Seine Kollegin Edeltraud Barthelmes auf der anderen Seite vom Albert-Denkmal nutzt schon seit längerem Registrierkassen in ihrem Stand für Obst und Gemüse. "Wir haben den Bon schon immer ausgedruckt und entweder mitgegeben oder weggeworfen, wenn der Kunde ihn nicht wollte." Seit dem 1. Januar läuft auch der Blumenverkauf über die Registrierkassen; davor gab es dafür noch eine offene Ladenkasse. "Wir brauchen jetzt mehr Kassenrollen und haben mehr Abfall", sagt Edeltraud Barthelmes. Der Vorteil der Registrierkasse sei, dass sie eine bessere Übersicht gewähre über Warenbestand und Einnahmen. "Zu 90 Prozent können wir das mit unserer Erfahrung auch schätzen, aber mit der Kasse geht es halt schneller." Sie verkaufen zu viert in dem kombinierten Stand. "Jetzt geht es ja noch, aber im Mai, wenn es hektisch wird und alle schwitzen - da frag' ich mich schon, ob die Kasse das aushält. Die Elektronik ist ja auch nur ein Mensch", sagt die Gärtnerin und muss selbst über ihren Vergleich lachen. "Der Mensch hält mehr aus als die Elektronik!"
Theoretisch könnte sie sich von der Bonpflicht befreien lassen. Nach Paragraf 146a in der Abgabenordnung können Händler, die ihre Ware "an eine Vielzahl von nicht bekannten Personen" verkaufen, auf Antrag von der Bonpflicht befreit werden. "Nach dem bundeseinheitlich geltenden Anwendungserlass kann die Befreiung nur für den jeweiligen Einzelfall beantragt und gewährt werden, wenn nachweislich eine sachliche Härte für den einzelnen Betrieb besteht", betont Landesamt-Sprecher Schorner. "Die zuständige Finanzbehörde prüft und entscheidet nach pflichtgemäßen Ermessen im Einzelfall." Wie viele solcher Anträge bereits in Bayern gestellt wurden, werde nicht erfasst.
Abrechnung zum Schluss
Kurz vor Inkrafttreten der Bonpflicht hatte Bundeswirtschaftsminister Peter Altmaier angeregt, eine Ausnahmeregelung für Verkaufsvorgänge zu schaffen, wo Kunden normalerweise keinen Beleg wünschen. Das Bundesfinanzministerium lehnte das ab. Die "Belegausgabepflicht stärkt Transparenz und hilft gegen Steuerbetrug", heißt es auf der Website des Bundesfinanzministeriums.

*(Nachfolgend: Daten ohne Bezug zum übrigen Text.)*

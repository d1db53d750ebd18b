//! Content checksums in the `apk-tools` `Q1` format.
//!
//! A checksum is the SHA-1 digest of a file's exact content, rendered as the
//! literal tag `Q1` followed by the standard padded base64 encoding of the
//! 20 digest bytes. [`write_checksummed`] produces one while streaming an
//! entry's content to disk, so each byte is read exactly once.

use crate::error::{FsOperation, InstallError, Result};
use crate::fs::PackageFs;
use base64::Engine;
use base64::engine::general_purpose::STANDARD;
use camino::Utf8Path;
use sha1::{Digest, Sha1};
use std::fmt;
use std::io::{BufRead, BufReader, ErrorKind, Read, Write};
use std::str::FromStr;
use thiserror::Error;

/// Tag that prefixes every rendered checksum.
pub const CHECKSUM_TAG: &str = "Q1";

/// Attribute key under which `apk-tools` stores the rendered checksum.
pub const CHECKSUM_ATTRIBUTE_KEY: &str = "APK-TOOLS.checksum.SHA1";

/// Length of a SHA-1 digest in bytes.
const DIGEST_LEN: usize = 20;

/// A SHA-1 content digest.
///
/// # Examples
///
/// ```
/// use apk_install::checksum::Checksum;
///
/// let checksum = Checksum::of(b"hi");
/// assert_eq!(checksum.to_string(), "Q1witfkXg0JglCjW9RssWvTAveakI=");
/// assert_eq!("Q1witfkXg0JglCjW9RssWvTAveakI=".parse::<Checksum>().unwrap(), checksum);
/// ```
#[derive(Debug, Clone, Copy, PartialEq, Eq, Hash)]
pub struct Checksum([u8; DIGEST_LEN]);

impl Checksum {
    /// Compute the checksum of `content`.
    #[must_use]
    pub fn of(content: &[u8]) -> Self {
        Self(Sha1::digest(content).into())
    }

    /// Return the raw digest bytes.
    #[must_use]
    pub const fn digest(&self) -> &[u8; DIGEST_LEN] {
        &self.0
    }
}

impl From<[u8; DIGEST_LEN]> for Checksum {
    fn from(digest: [u8; DIGEST_LEN]) -> Self {
        Self(digest)
    }
}

impl fmt::Display for Checksum {
    fn fmt(&self, f: &mut fmt::Formatter<'_>) -> fmt::Result {
        write!(f, "{CHECKSUM_TAG}{}", STANDARD.encode(self.0))
    }
}

/// Errors arising from parsing a rendered checksum.
#[derive(Debug, Clone, PartialEq, Eq, Error)]
pub enum ChecksumParseError {
    /// The value does not start with the `Q1` tag.
    #[error("checksum \"{value}\" does not start with Q1")]
    MissingTag {
        /// The rejected value.
        value: String,
    },

    /// The payload is not valid standard base64.
    #[error("invalid base64 in checksum: {reason}")]
    InvalidBase64 {
        /// Description of the decoding failure.
        reason: String,
    },

    /// The payload decodes to the wrong number of bytes.
    #[error("checksum digest must be 20 bytes, got {actual}")]
    WrongLength {
        /// Decoded length.
        actual: usize,
    },
}

impl FromStr for Checksum {
    type Err = ChecksumParseError;

    fn from_str(value: &str) -> std::result::Result<Self, Self::Err> {
        let payload = value
            .strip_prefix(CHECKSUM_TAG)
            .ok_or_else(|| ChecksumParseError::MissingTag {
                value: value.to_owned(),
            })?;
        let bytes = STANDARD
            .decode(payload)
            .map_err(|err| ChecksumParseError::InvalidBase64 {
                reason: err.to_string(),
            })?;
        let actual = bytes.len();
        let digest: [u8; DIGEST_LEN] = bytes
            .try_into()
            .map_err(|_| ChecksumParseError::WrongLength { actual })?;
        Ok(Self(digest))
    }
}

/// Create or truncate `path` with `mode` and copy exactly `size` bytes from
/// `reader` into it, returning the checksum of the copied bytes.
///
/// The file handle is dropped before returning, on success and on failure.
///
/// # Errors
///
/// Returns [`InstallError::Io`] if the file cannot be created or written,
/// [`InstallError::StreamFormat`] if reading fails, and
/// [`InstallError::ShortContent`] if `reader` ends, cleanly or with
/// [`ErrorKind::UnexpectedEof`], before `size` bytes.
pub fn write_checksummed<F, R>(
    fs: &F,
    path: &Utf8Path,
    mode: u32,
    size: u64,
    reader: &mut R,
    buffer_size: usize,
) -> Result<Checksum>
where
    F: PackageFs + ?Sized,
    R: Read + ?Sized,
{
    let mut file = fs
        .open_for_create(path, mode)
        .map_err(|err| InstallError::io(FsOperation::CreateFile, path, err))?;
    let mut hasher = Sha1::new();
    let mut source = BufReader::with_capacity(buffer_size.max(1), (&mut *reader).take(size));
    let mut copied: u64 = 0;

    loop {
        let data = match source.fill_buf() {
            Ok([]) => break,
            Ok(data) => data,
            Err(err) if err.kind() == ErrorKind::Interrupted => continue,
            // A gzip member cut short mid-entry surfaces here.
            Err(err) if err.kind() == ErrorKind::UnexpectedEof => break,
            Err(err) => {
                return Err(InstallError::stream(format!("content of {path}"), err));
            }
        };
        hasher.update(data);
        file.write_all(data)
            .map_err(|err| InstallError::io(FsOperation::WriteContent, path, err))?;
        let read = data.len();
        source.consume(read);
        copied += read as u64;
    }

    if copied < size {
        return Err(InstallError::ShortContent {
            path: path.to_owned(),
            expected: size,
            actual: copied,
        });
    }
    file.flush()
        .map_err(|err| InstallError::io(FsOperation::WriteContent, path, err))?;
    Ok(Checksum(hasher.finalize().into()))
}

"Ich kann mir nicht vorstellen, dass die damit viel einnehmen", wundert sich Tanja Schaller, die auf dem Markt Tees und Gewürze verkauft. Sie verzichtet bislang auf die Registrierkasse. "Damit würde es nur komplizierter. Wenn die Registrierkasse geschlossen ist, können wir nichts mehr schnell verkaufen, wenn wir schon abbauen. Mit der offenen Ladenkasse können wir abrechnen, wenn Schluss ist."